= James B. McClatchy =

American journalist and publisher

James Briggs McClatchy (17 December 1920 - 26 May 2006) was an American journalist and publisher. He was a journalist at McClatchy Company newspapers, including The Fresno Bee and The Sacramento Bee. He was publisher of The McClatchy Company from 1987 to 2005, having been chairman since 1980.

McClatchy was born in Sacramento, California, and grew up in Fresno. He was the son of Carlos K. McLatchy and the great-grandson of the nineteenth century publisher James McClatchy. He spent much of his free time working to improve conditions in the Central Valley through an organization called Valley Vision and also helping children of immigrants from Central Valley learn English.

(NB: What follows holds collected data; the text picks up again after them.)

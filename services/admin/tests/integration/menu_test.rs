use yiya_admin::domain::access::AccessEvaluator;
use yiya_admin::domain::types::{ResolvedRole, ResolvedUser};
use yiya_admin::error::AdminServiceError;
use yiya_admin::usecase::menu::{
    CreateMenuInput, CreateMenuUseCase, DeleteMenuUseCase, GetMenuTreeUseCase,
    GetMyMenuTreeUseCase, UpdateMenuInput, UpdateMenuSortUseCase, UpdateMenuUseCase,
};
use yiya_domain::status::Status;

use crate::helpers::{MemoryDb, test_menu};

/// 1 ─ 2 ─ 3
///   └ 4
/// 5
fn seeded() -> MemoryDb {
    let db = MemoryDb::new();
    db.insert_menu(test_menu(1, 0, 1));
    db.insert_menu(test_menu(2, 1, 1));
    db.insert_menu(test_menu(3, 2, 1));
    db.insert_menu(test_menu(4, 1, 2));
    db.insert_menu(test_menu(5, 0, 2));
    db
}

fn user_with_menus(code: &str, menu_ids: Vec<i64>) -> ResolvedUser {
    ResolvedUser {
        id: 1,
        username: "alice".into(),
        status: Status::Enabled,
        roles: vec![ResolvedRole {
            id: 10,
            code: code.into(),
            status: Status::Enabled,
            permissions: vec![],
            menu_ids,
        }],
    }
}

fn create_input(parent_id: i64, name: &str) -> CreateMenuInput {
    CreateMenuInput {
        parent_id,
        title: "New".into(),
        name: name.into(),
        path: None,
        component: None,
        icon: None,
        sort: 0,
        hidden: 0,
        keep_alive: 0,
        status: 1,
    }
}

// ── Tree ─────────────────────────────────────────────────────────────────────

#[tokio::test]
async fn should_build_forest_from_live_menus() {
    let db = seeded();
    let tree = GetMenuTreeUseCase { repo: db.menus() }
        .execute(false)
        .await
        .unwrap();

    let roots: Vec<i64> = tree.iter().map(|n| n.id).collect();
    assert_eq!(roots, vec![1, 5]);
    let children: Vec<i64> = tree[0].children.iter().map(|n| n.id).collect();
    assert_eq!(children, vec![2, 4]);
    assert_eq!(tree[0].children[0].children[0].id, 3);
}

#[tokio::test]
async fn should_only_include_disabled_menus_when_asked() {
    let db = seeded();
    db.tables.lock().unwrap().menus[4].0.status = Status::Disabled;
    let usecase = GetMenuTreeUseCase { repo: db.menus() };

    assert_eq!(usecase.execute(false).await.unwrap().len(), 1);
    assert_eq!(usecase.execute(true).await.unwrap().len(), 2);
}

// ── Cascade delete ───────────────────────────────────────────────────────────

#[tokio::test]
async fn should_cascade_delete_whole_subtree() {
    let db = seeded();
    let mut deleted = DeleteMenuUseCase { repo: db.menus() }
        .execute(1)
        .await
        .unwrap();
    deleted.sort_unstable();

    assert_eq!(deleted, vec![1, 2, 3, 4]);
    assert_eq!(db.deleted_menu_ids(), vec![1, 2, 3, 4]);

    let tree = GetMenuTreeUseCase { repo: db.menus() }
        .execute(true)
        .await
        .unwrap();
    let roots: Vec<i64> = tree.iter().map(|n| n.id).collect();
    assert_eq!(roots, vec![5]);
}

#[tokio::test]
async fn should_not_find_already_deleted_menu() {
    let db = seeded();
    let usecase = DeleteMenuUseCase { repo: db.menus() };
    usecase.execute(2).await.unwrap();

    let again = usecase.execute(3).await;
    assert!(matches!(again, Err(AdminServiceError::MenuNotFound)));
}

// ── Create / update ──────────────────────────────────────────────────────────

#[tokio::test]
async fn should_reject_unknown_parent_on_create() {
    let db = seeded();
    let result = CreateMenuUseCase { repo: db.menus() }
        .execute(create_input(99, "orphan"))
        .await;
    assert!(matches!(result, Err(AdminServiceError::InvalidParent)));
}

#[tokio::test]
async fn should_reject_name_held_by_deleted_menu() {
    let db = seeded();
    DeleteMenuUseCase { repo: db.menus() }
        .execute(5)
        .await
        .unwrap();

    let result = CreateMenuUseCase { repo: db.menus() }
        .execute(create_input(0, "menu_5"))
        .await;
    assert!(matches!(result, Err(AdminServiceError::MenuNameExists)));
}

#[tokio::test]
async fn should_create_child_menu() {
    let db = seeded();
    let menu = CreateMenuUseCase { repo: db.menus() }
        .execute(create_input(5, "reports"))
        .await
        .unwrap();
    assert_eq!(menu.parent_id, 5);
    assert_eq!(menu.status, Status::Enabled);
}

#[tokio::test]
async fn should_reject_reparenting_under_self_or_descendant() {
    let db = seeded();
    let usecase = UpdateMenuUseCase { repo: db.menus() };

    for parent in [1, 3] {
        let result = usecase
            .execute(
                1,
                UpdateMenuInput {
                    parent_id: Some(parent),
                    ..Default::default()
                },
            )
            .await;
        assert!(
            matches!(result, Err(AdminServiceError::InvalidParent)),
            "parent {parent}: {result:?}"
        );
    }
}

#[tokio::test]
async fn should_move_subtree_under_sibling_root() {
    let db = seeded();
    let menu = UpdateMenuUseCase { repo: db.menus() }
        .execute(
            2,
            UpdateMenuInput {
                parent_id: Some(5),
                title: Some("Moved".into()),
                ..Default::default()
            },
        )
        .await
        .unwrap();
    assert_eq!(menu.parent_id, 5);
    assert_eq!(menu.title, "Moved");
    assert_eq!(menu.name, "menu_2");
}

#[tokio::test]
async fn should_reject_rename_to_taken_name() {
    let db = seeded();
    let result = UpdateMenuUseCase { repo: db.menus() }
        .execute(
            2,
            UpdateMenuInput {
                name: Some("menu_3".into()),
                ..Default::default()
            },
        )
        .await;
    assert!(matches!(result, Err(AdminServiceError::MenuNameExists)));
}

#[tokio::test]
async fn should_reject_negative_sort() {
    let db = seeded();
    let usecase = UpdateMenuSortUseCase { repo: db.menus() };
    assert!(matches!(
        usecase.execute(1, -1).await,
        Err(AdminServiceError::InvalidInput(_))
    ));
    assert_eq!(usecase.execute(1, 9).await.unwrap().sort, 9);
}

// ── My menus ─────────────────────────────────────────────────────────────────

#[tokio::test]
async fn should_give_super_admin_every_enabled_menu() {
    let db = seeded();
    db.tables.lock().unwrap().menus[4].0.status = Status::Disabled;
    let usecase = GetMyMenuTreeUseCase {
        repo: db.menus(),
        evaluator: AccessEvaluator::default(),
    };

    let routes = usecase
        .execute(&user_with_menus("SUPER_ADMIN", vec![]))
        .await
        .unwrap();
    let roots: Vec<i64> = routes.iter().map(|r| r.id).collect();
    assert_eq!(roots, vec![1]);
    assert_eq!(routes[0].children.len(), 2);
}

#[tokio::test]
async fn should_limit_routes_to_granted_menus() {
    let db = seeded();
    let usecase = GetMyMenuTreeUseCase {
        repo: db.menus(),
        evaluator: AccessEvaluator::default(),
    };

    let routes = usecase
        .execute(&user_with_menus("EDITOR", vec![1, 4]))
        .await
        .unwrap();
    assert_eq!(routes.len(), 1);
    assert_eq!(routes[0].id, 1);
    let children: Vec<i64> = routes[0].children.iter().map(|r| r.id).collect();
    assert_eq!(children, vec![4]);

    let none = usecase
        .execute(&user_with_menus("EDITOR", vec![]))
        .await
        .unwrap();
    assert!(none.is_empty());
}

#[tokio::test]
async fn should_drop_hidden_subtree_from_routes() {
    let db = seeded();
    db.tables.lock().unwrap().menus[1].0.hidden = 1;
    let usecase = GetMyMenuTreeUseCase {
        repo: db.menus(),
        evaluator: AccessEvaluator::default(),
    };

    let routes = usecase
        .execute(&user_with_menus("SUPER_ADMIN", vec![]))
        .await
        .unwrap();
    let children: Vec<i64> = routes[0].children.iter().map(|r| r.id).collect();
    assert_eq!(children, vec![4]);
    assert_eq!(routes[0].meta.title, "Menu 1");
    assert_eq!(routes[0].path, "/menu/1");
    assert_eq!(routes[0].component, "");
}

McClatchy began his career as a copy boy at the age of 19 for The Fresno Bee. In 1947, he served as the general assignment and education reporter for The Sacramento Bee. Here he focused his works on oppressive working conditions for migrant workers, military operations in the Pacific, and the initiative to make Hawaii become a state. McClatchy eventually worked his way up to owning and operating a number of small newspapers in California. He retired in 2005. He served as president of the Inter American Press Association (1991–1992).

McClatchy died at the age of 85 on 26 May 2006 at his home in Carmichael, California, from an infection after a recent operation.